Tracy landed an Amazon fulfillment center and an accompanying 1,000 jobs.
That’s good news for Manteca.
Yes, there are those who want to know why Manteca didn’t score the million-square-foot distribution center.
Manteca Economic Development specialist Don Smail points out that the only location in Manteca that can currently accommodate the Amazon construction schedule and a million-square-foot building - CenterPoint - has heavy train movements.
That doesn’t fit into the same-day and 24-hour turnaround model that Amazon is deploying to serve the lucrative Bay Area and Sacramento markets. Train movements connected with the nearby Union Pacific rail-to-truck facility would have built-in delays in moving goods to customers. Even 15 minutes can be a time killer in the competitive world of same-day delivery. And with the UP intermodal facility looking to more than double in traffic in the coming years, it wasn’t exactly a perfect fit for Amazon.
Manteca more than likely did play a role in Amazon’s decision. First, as Smail points out, Manteca was used by Amazon to leverage Tracy. It’s a standard negotiating trick. Pit one community against the other to get the best city fee deals. But at the same time what is a drawback for Amazon is also a plus.
More and more goods are moving by truck via rail cars. That means being close to both the Union Pacific facility and the Santa Fe intermodal operation northeast of Manteca works well for the delivery of goods to the Amazon fulfillment center.
In many ways, job creation is a regional effort. The sum of all of the parts is greater than just what one community can offer.
And Manteca will benefit immensely from Amazon being in Tracy — just 15 miles away. You can rest assured Manteca residents will land jobs there.
If you doubt that, consider this: Back in the late 1980s, when Manteca’s council refused to allow Yellow Freight to build a freight terminal on the southwest quadrant of the Main Street and 120 Bypass interchange, the trucking firm ended up building a terminal along Interstate 205 in Tracy.
This infuriated some in Manteca who accused the council of chasing away jobs. The council majority believed it was a bad location for a trucking firm and that it would negatively impact smart growth.
When Yellow Freight opened in Tracy just under one out of every four jobs were filled by Manteca residents.
But wouldn’t there have been more Mantecans working for Yellow Freight if they had located in Manteca? Perhaps, but it might not be as big a number as you’d think.
Back when Indy Electronics was the biggest employer in Manteca, they had 700 workers at the now-shuttered Industrial Park Drive location. The vast majority were from Stockton.
A San Joaquin Partnership survey done 14 years ago, when several Manteca council members were arguing the city got nothing for its $30,000 annual contribution for the quasi-public agency that scours the country for potential employers, also underscored the regional impact of job generation.

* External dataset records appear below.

//! Realtime timetable reconciliation.
//!
//! Applies SIRI Estimated Timetable messages to a static transit schedule
//! and publishes the result as immutable, versioned timetable snapshots
//! that readers load without locking.

pub mod domain;
pub mod schedule;
pub mod siri;
pub mod snapshot;
pub mod updater;

#[cfg(test)]
mod test_fixtures;
//! Trips that are not in the static schedule.
//!
//! An extra journey gets a trip, a single-trip pattern and a dated trip of
//! its own. Its route is the static route named by the line reference, an
//! overlay route created by an earlier extra journey on the same line, or a
//! new route.

use std::sync::Arc;

use chrono::NaiveDate;
use tracing::info;

use crate::domain::{
    FeedScopedId, Operator, Route, SubMode, TransitMode, Trip, TripOnServiceDate, TripPattern,
    TripTimes, UpdateError, UpdateErrorType,
};
use crate::schedule::EntityResolver;
use crate::siri::{CallWrapper, EstimatedVehicleJourney};
use crate::snapshot::{TripPatternIdGenerator, service_id_for_date};

use super::trip_times::build_for_added_trip;

/// Submode of an added trip.
///
/// A bus replacing a rail route is a rail replacement bus and a train
/// replacing one is a replacement rail service; other replacements keep the
/// replaced route's submode.
///
/// ```
/// use transit_realtime::domain::{SubMode, TransitMode};
/// use transit_realtime::updater::resolve_submode;
///
/// let submode = resolve_submode(TransitMode::Bus, Some((TransitMode::Rail, &SubMode::UNKNOWN)));
/// assert_eq!(submode.as_str(), Some(SubMode::RAIL_REPLACEMENT_BUS));
/// assert!(resolve_submode(TransitMode::Bus, None).is_unknown());
/// ```
pub fn resolve_submode(mode: TransitMode, replaced: Option<(TransitMode, &SubMode)>) -> SubMode {
    match replaced {
        Some((TransitMode::Rail, _)) if mode == TransitMode::Bus => {
            SubMode::of(SubMode::RAIL_REPLACEMENT_BUS)
        }
        Some((TransitMode::Rail, _)) if mode == TransitMode::Rail => {
            SubMode::of(SubMode::REPLACEMENT_RAIL_SERVICE)
        }
        Some((_, submode)) => submode.clone(),
        None => SubMode::UNKNOWN,
    }
}

/// Everything created for one added trip.
///
/// Nothing is registered anywhere yet; the caller writes it to the
/// snapshot buffer once the whole journey has been accepted.
#[derive(Debug, Clone)]
pub struct AddedTrip {
    pub trip: Arc<Trip>,
    pub route: Arc<Route>,
    /// True if `route` was created for this trip.
    pub new_route: bool,
    pub trip_pattern: Arc<TripPattern>,
    pub trip_on_service_date: Arc<TripOnServiceDate>,
    pub service_date: NaiveDate,
    /// The realtime row: ADDED, or CANCELED for a cancelled journey.
    pub times: TripTimes,
}

/// Builds an [`AddedTrip`] from the fields of an extra journey.
#[derive(Debug, Clone)]
pub struct AddedTripBuilder<'a> {
    resolver: EntityResolver<'a>,
    trip_id: FeedScopedId,
    operator: Option<Arc<Operator>>,
    line_ref: Option<String>,
    replaced_route: Option<Arc<Route>>,
    service_date: Option<NaiveDate>,
    mode: TransitMode,
    submode: Option<SubMode>,
    calls: Vec<CallWrapper<'a>>,
    headsign: Option<String>,
    short_name: Option<String>,
    replaced_trips: Vec<Arc<TripOnServiceDate>>,
    cancellation: bool,
    prediction_inaccurate: bool,
}

impl<'a> AddedTripBuilder<'a> {
    pub fn new(resolver: EntityResolver<'a>, trip_id: FeedScopedId) -> Self {
        Self {
            resolver,
            trip_id,
            operator: None,
            line_ref: None,
            replaced_route: None,
            service_date: None,
            mode: TransitMode::Bus,
            submode: None,
            calls: Vec::new(),
            headsign: None,
            short_name: None,
            replaced_trips: Vec::new(),
            cancellation: false,
            prediction_inaccurate: false,
        }
    }

    /// Reads the builder's inputs from an extra journey.
    ///
    /// The trip id is the estimated vehicle journey code; without one the
    /// journey cannot be added and the result is an `UNKNOWN` error.
    pub fn from_journey(
        resolver: EntityResolver<'a>,
        journey: &'a EstimatedVehicleJourney,
        service_date: Option<NaiveDate>,
    ) -> Result<Self, UpdateError> {
        let code = journey
            .estimated_vehicle_journey_code
            .as_deref()
            .ok_or_else(|| UpdateError::new(UpdateErrorType::Unknown))?;

        let replaced_route = journey
            .external_line_ref
            .as_deref()
            .and_then(|r| resolver.resolve_route(r));
        let mode = journey
            .vehicle_modes
            .first()
            .map(|m| m.transit_mode())
            .or(replaced_route.as_ref().map(|r| r.mode))
            .unwrap_or(TransitMode::Bus);
        let replaced_trips = journey
            .additional_vehicle_journey_refs
            .iter()
            .filter_map(|r| resolver.resolve_framed_trip_on_service_date(r))
            .collect();

        let builder = Self::new(resolver, resolver.id(code))
            .with_line_ref(journey.line_ref.clone())
            .with_operator(
                journey
                    .operator_ref
                    .as_deref()
                    .and_then(|r| resolver.resolve_operator(r)),
            )
            .with_replaced_route(replaced_route)
            .with_service_date(service_date)
            .with_mode(mode)
            .with_calls(CallWrapper::of(journey))
            .with_headsign(journey.destination_names.first().cloned())
            .with_short_name(journey.published_line_names.first().cloned())
            .with_replaced_trips(replaced_trips)
            .with_cancellation(journey.is_cancelled())
            .with_prediction_inaccurate(journey.prediction_inaccurate == Some(true));
        Ok(builder)
    }

    pub fn with_operator(mut self, operator: Option<Arc<Operator>>) -> Self {
        self.operator = operator;
        self
    }

    pub fn with_line_ref(mut self, line_ref: Option<String>) -> Self {
        self.line_ref = line_ref;
        self
    }

    pub fn with_replaced_route(mut self, route: Option<Arc<Route>>) -> Self {
        self.replaced_route = route;
        self
    }

    pub fn with_service_date(mut self, date: Option<NaiveDate>) -> Self {
        self.service_date = date;
        self
    }

    pub fn with_mode(mut self, mode: TransitMode) -> Self {
        self.mode = mode;
        self
    }

    /// Overrides the submode derived from the replaced route.
    pub fn with_submode(mut self, submode: SubMode) -> Self {
        self.submode = Some(submode);
        self
    }

    pub fn with_calls(mut self, calls: Vec<CallWrapper<'a>>) -> Self {
        self.calls = calls;
        self
    }

    pub fn with_headsign(mut self, headsign: Option<String>) -> Self {
        self.headsign = headsign;
        self
    }

    pub fn with_short_name(mut self, short_name: Option<String>) -> Self {
        self.short_name = short_name;
        self
    }

    pub fn with_replaced_trips(mut self, trips: Vec<Arc<TripOnServiceDate>>) -> Self {
        self.replaced_trips = trips;
        self
    }

    pub fn with_cancellation(mut self, cancellation: bool) -> Self {
        self.cancellation = cancellation;
        self
    }

    pub fn with_prediction_inaccurate(mut self, prediction_inaccurate: bool) -> Self {
        self.prediction_inaccurate = prediction_inaccurate;
        self
    }

    /// Builds the trip. Pattern ids come from `ids`.
    pub fn build(self, ids: &mut TripPatternIdGenerator) -> Result<AddedTrip, UpdateError> {
        let service_date = self.service_date.ok_or_else(|| {
            UpdateError::for_trip(UpdateErrorType::NoStartDate, self.trip_id.clone())
        })?;

        let submode = self.submode.clone().unwrap_or_else(|| {
            resolve_submode(
                self.mode,
                self.replaced_route.as_ref().map(|r| (r.mode, &r.submode)),
            )
        });
        let (route, new_route) = self.resolve_route(&submode)?;

        let trip = Arc::new(
            Trip::new(
                self.trip_id.clone(),
                route.clone(),
                service_id_for_date(self.resolver.feed_id(), service_date),
            )
            .with_headsign(self.headsign.clone())
            .with_short_name(self.short_name.clone())
            .with_mode(self.mode)
            .with_submode(submode.clone())
            .with_operator(self.operator.clone()),
        );

        let times = build_for_added_trip(
            trip.clone(),
            service_date,
            &self.calls,
            &self.resolver,
            self.prediction_inaccurate,
        )?;

        let trip_pattern = Arc::new(
            TripPattern::new(ids.generate(&route), route.clone(), Arc::new(times.stop_pattern))
                .with_mode(self.mode, submode)
                .with_scheduled_trip_times([Arc::new(times.scheduled)])
                .created_by_realtime(None),
        );

        let realtime = if self.cancellation || trip_pattern.stop_pattern.is_all_stops_non_routable()
        {
            times.realtime.cancel()
        } else {
            times.realtime
        };

        let trip_on_service_date = Arc::new(
            TripOnServiceDate::new(self.trip_id.clone(), trip.clone(), service_date)
                .with_replacement_for(self.replaced_trips),
        );

        Ok(AddedTrip {
            trip,
            route,
            new_route,
            trip_pattern,
            trip_on_service_date,
            service_date,
            times: realtime,
        })
    }

    /// The route named by the line reference, or a new one.
    ///
    /// A new route takes its agency from the replaced route, else from a
    /// route of the same operator, else the schedule's default agency.
    fn resolve_route(&self, submode: &SubMode) -> Result<(Arc<Route>, bool), UpdateError> {
        let unknown = || UpdateError::for_trip(UpdateErrorType::Unknown, self.trip_id.clone());
        let line_ref = self.line_ref.as_deref().ok_or_else(unknown)?;

        if let Some(route) = self.resolver.resolve_route(line_ref) {
            return Ok((route, false));
        }

        let agency = self
            .replaced_route
            .as_ref()
            .map(|r| r.agency.clone())
            .or_else(|| {
                let operator = self.operator.as_ref()?;
                self.resolver
                    .route_for_operator(&operator.id)
                    .map(|r| r.agency.clone())
            })
            .or_else(|| self.resolver.default_agency())
            .ok_or_else(unknown)?;

        let mut route = Route::new(self.resolver.id(line_ref), agency, self.mode)
            .with_submode(submode.clone());
        if let Some(operator) = &self.operator {
            route = route.with_operator(operator.clone());
        }
        if let Some(short_name) = &self.short_name {
            route = route.with_short_name(short_name.clone());
        }
        info!(route = %route.id, mode = %route.mode, submode = %route.submode, "creating route for added trip");
        Ok((Arc::new(route), true))
    }
}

The Partnership showed that 28 percent of all the jobs they helped bring to neighboring Lathrop were filled by people who resided in Manteca.
Manteca, Tracy, Lathrop, Stockton, and Ripon all bring slightly different things to the table when it comes to being able to snare jobs.

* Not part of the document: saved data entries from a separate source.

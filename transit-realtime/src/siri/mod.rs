//! SIRI Estimated Timetable input.
//!
//! Deliveries arrive already decoded from JSON. Each
//! [`EstimatedVehicleJourney`] describes one journey: either a deviation
//! from a scheduled trip or a journey that is not in the schedule at all.
//! Its stops come as two lists (recorded and estimated calls) that
//! [`CallWrapper`] flattens into one sequence.

mod call;
mod mock;
mod types;

pub use call::{Call, CallWrapper};
pub use mock::{MockFeed, MockFeedError};
pub use types::{
    ArrivalBoardingActivity, DepartureBoardingActivity, EstimatedCall,
    EstimatedTimetableDelivery, EstimatedVehicleJourney, FramedVehicleJourneyRef, RecordedCall,
    VehicleMode,
};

That’s why a coordinated regional effort such as the one provided by the San Joaquin Partnership ultimately benefits everyone, regardless of where a firm locates in the South County.
And if you doubt that, remember that more than 30 percent of Manteca heads over the Altamont Pass to jobs. Driving 15 miles to work at Amazon, in comparison, barely passes as a commute.
This column is the opinion of managing editor, Dennis Wyatt, and does not necessarily represent the opinion of The Bulletin or Morris Newspaper Corp. of CA. He can be contacted at firstname.lastname@example.org or 209-249-3519.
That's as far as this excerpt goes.